Supplied records:
########

//! In-memory integration tests for sprint synchronisation.

use std::sync::Arc;

use super::helpers::{PAYMENTS_PLAN, SyncHarness, sync_harness};
use eyre::ensure;
use rstest::rstest;
use shipwright::sprint::{
    adapters::memory::{TrackerCall, TrackerCallKind},
    domain::{
        IssueState, PhaseStatus, SprintDocument, SprintPhase, SprintTask, TaskModel, TrackerId,
    },
    ports::TrackerError,
};

fn labels_of(harness: &SyncHarness, number: u64) -> Vec<String> {
    harness
        .tracker
        .issue(&TrackerId::from(number))
        .map(|issue| issue.labels.into_iter().collect())
        .unwrap_or_default()
}

#[rstest]
#[tokio::test(flavor = "multi_thread")]
async fn document_plan_round_trips_through_the_tracker(
    sync_harness: SyncHarness,
) -> eyre::Result<()> {
    let plan = SprintDocument::from_yaml_str(PAYMENTS_PLAN)?;

    let report = sync_harness.engine.sync(plan).await?;

    ensure!(!report.has_failures(), "failures {:?}", report.actions);
    ensure!(sync_harness.tracker.issues().len() == 3);
    ensure!(
        labels_of(&sync_harness, 50)
            == vec!["phase:Infra", "priority:high", "sprint:payments"]
    );
    ensure!(labels_of(&sync_harness, 52) == vec!["phase:Rollout", "sprint:payments"]);
    let alerts_body = sync_harness
        .tracker
        .issue(&TrackerId::from(51))
        .map(|issue| issue.body)
        .unwrap_or_default();
    ensure!(alerts_body.ends_with("Depends on: Add healthcheck"), "body {alerts_body:?}");

    let rendered = SprintDocument::to_yaml_string(&report.model)?;
    let reloaded = SprintDocument::from_yaml_str(&rendered)?;
    ensure!(reloaded.linked_ids().len() == 3);

    sync_harness.tracker.clear_calls();
    let again = sync_harness.engine.sync(reloaded).await?;
    ensure!(again.is_noop(), "unexpected actions {:?}", again.actions);
    ensure!(sync_harness.tracker.mutations().is_empty());
    Ok(())
}

#[rstest]
#[tokio::test(flavor = "multi_thread")]
async fn transient_tracker_failures_are_absorbed(sync_harness: SyncHarness) -> eyre::Result<()> {
    sync_harness
        .tracker
        .fail_next(TrackerCallKind::CreateIssue, TrackerError::rate_limited(None));
    sync_harness
        .tracker
        .fail_next(TrackerCallKind::CreateIssue, TrackerError::timeout());

    let report = sync_harness
        .engine
        .sync(SprintDocument::from_yaml_str(PAYMENTS_PLAN)?)
        .await?;

    ensure!(!report.has_failures(), "failures {:?}", report.actions);
    let creates = sync_harness
        .tracker
        .calls()
        .iter()
        .filter(|call| matches!(call, TrackerCall::CreateIssue(_)))
        .count();
    ensure!(creates == 5, "expected two retried creations, saw {creates} calls");
    ensure!(sync_harness.tracker.issues().len() == 3);
    Ok(())
}

#[rstest]
#[tokio::test(flavor = "multi_thread")]
async fn exhausted_retries_are_reported_and_recovered(
    sync_harness: SyncHarness,
) -> eyre::Result<()> {
    for _ in 0..3 {
        sync_harness
            .tracker
            .fail_next(TrackerCallKind::SetIssueState, TrackerError::timeout());
    }
    let first = sync_harness
        .engine
        .sync(SprintDocument::from_yaml_str(PAYMENTS_PLAN)?)
        .await?;
    let closing = TaskModel::new("payments-hardening").with_phase(
        SprintPhase::new("Infra", PhaseStatus::Completed).with_tasks(
            first
                .model
                .phases()
                .first()
                .map(|phase| phase.tasks().to_vec())
                .unwrap_or_default(),
        ),
    );

    let failed = sync_harness.engine.sync(closing.clone()).await?;
    ensure!(failed.failures().count() == 1, "actions {:?}", failed.actions);

    let recovered = sync_harness.engine.sync(closing).await?;
    ensure!(!recovered.has_failures());
    ensure!(
        sync_harness
            .tracker
            .issues()
            .iter()
            .filter(|issue| issue.state == IssueState::Closed)
            .count()
            == 3,
        "every Infra issue and the dropped Rollout issue should be closed"
    );
    Ok(())
}

#[rstest]
#[tokio::test(flavor = "multi_thread")]
async fn sprints_do_not_touch_each_other(sync_harness: SyncHarness) -> eyre::Result<()> {
    let plan = |sprint: &str, titles: &[&str]| {
        TaskModel::new(sprint).with_phase(
            SprintPhase::new("Infra", PhaseStatus::Pending)
                .with_tasks(titles.iter().map(|title| SprintTask::new(*title))),
        )
    };
    let engine = Arc::new(sync_harness.engine);
    let alpha = {
        let task_engine = Arc::clone(&engine);
        let model = plan("alpha", &["Add healthcheck"]);
        tokio::spawn(async move { task_engine.sync(model).await })
    };
    let beta = {
        let task_engine = Arc::clone(&engine);
        let model = plan("beta", &["Add healthcheck"]);
        tokio::spawn(async move { task_engine.sync(model).await })
    };
    alpha.await??;
    beta.await??;
    ensure!(sync_harness.tracker.issues().len() == 2);

    let emptied = engine.sync(plan("alpha", &[])).await?;
    ensure!(emptied.actions.len() == 1, "actions {:?}", emptied.actions);
    let open = sync_harness
        .tracker
        .issues()
        .iter()
        .filter(|issue| issue.state == IssueState::Open)
        .count();
    ensure!(open == 1, "beta's issue should stay open");
    Ok(())
}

########

Your objective: Where the word "Infra" occurs in a line of the records, copy that line.

Output of the exercise:
            == vec!["phase:Infra", "priority:high", "sprint:payments"]
        SprintPhase::new("Infra", PhaseStatus::Completed).with_tasks(
        "every Infra issue and the dropped Rollout issue should be closed"
            SprintPhase::new("Infra", PhaseStatus::Pending)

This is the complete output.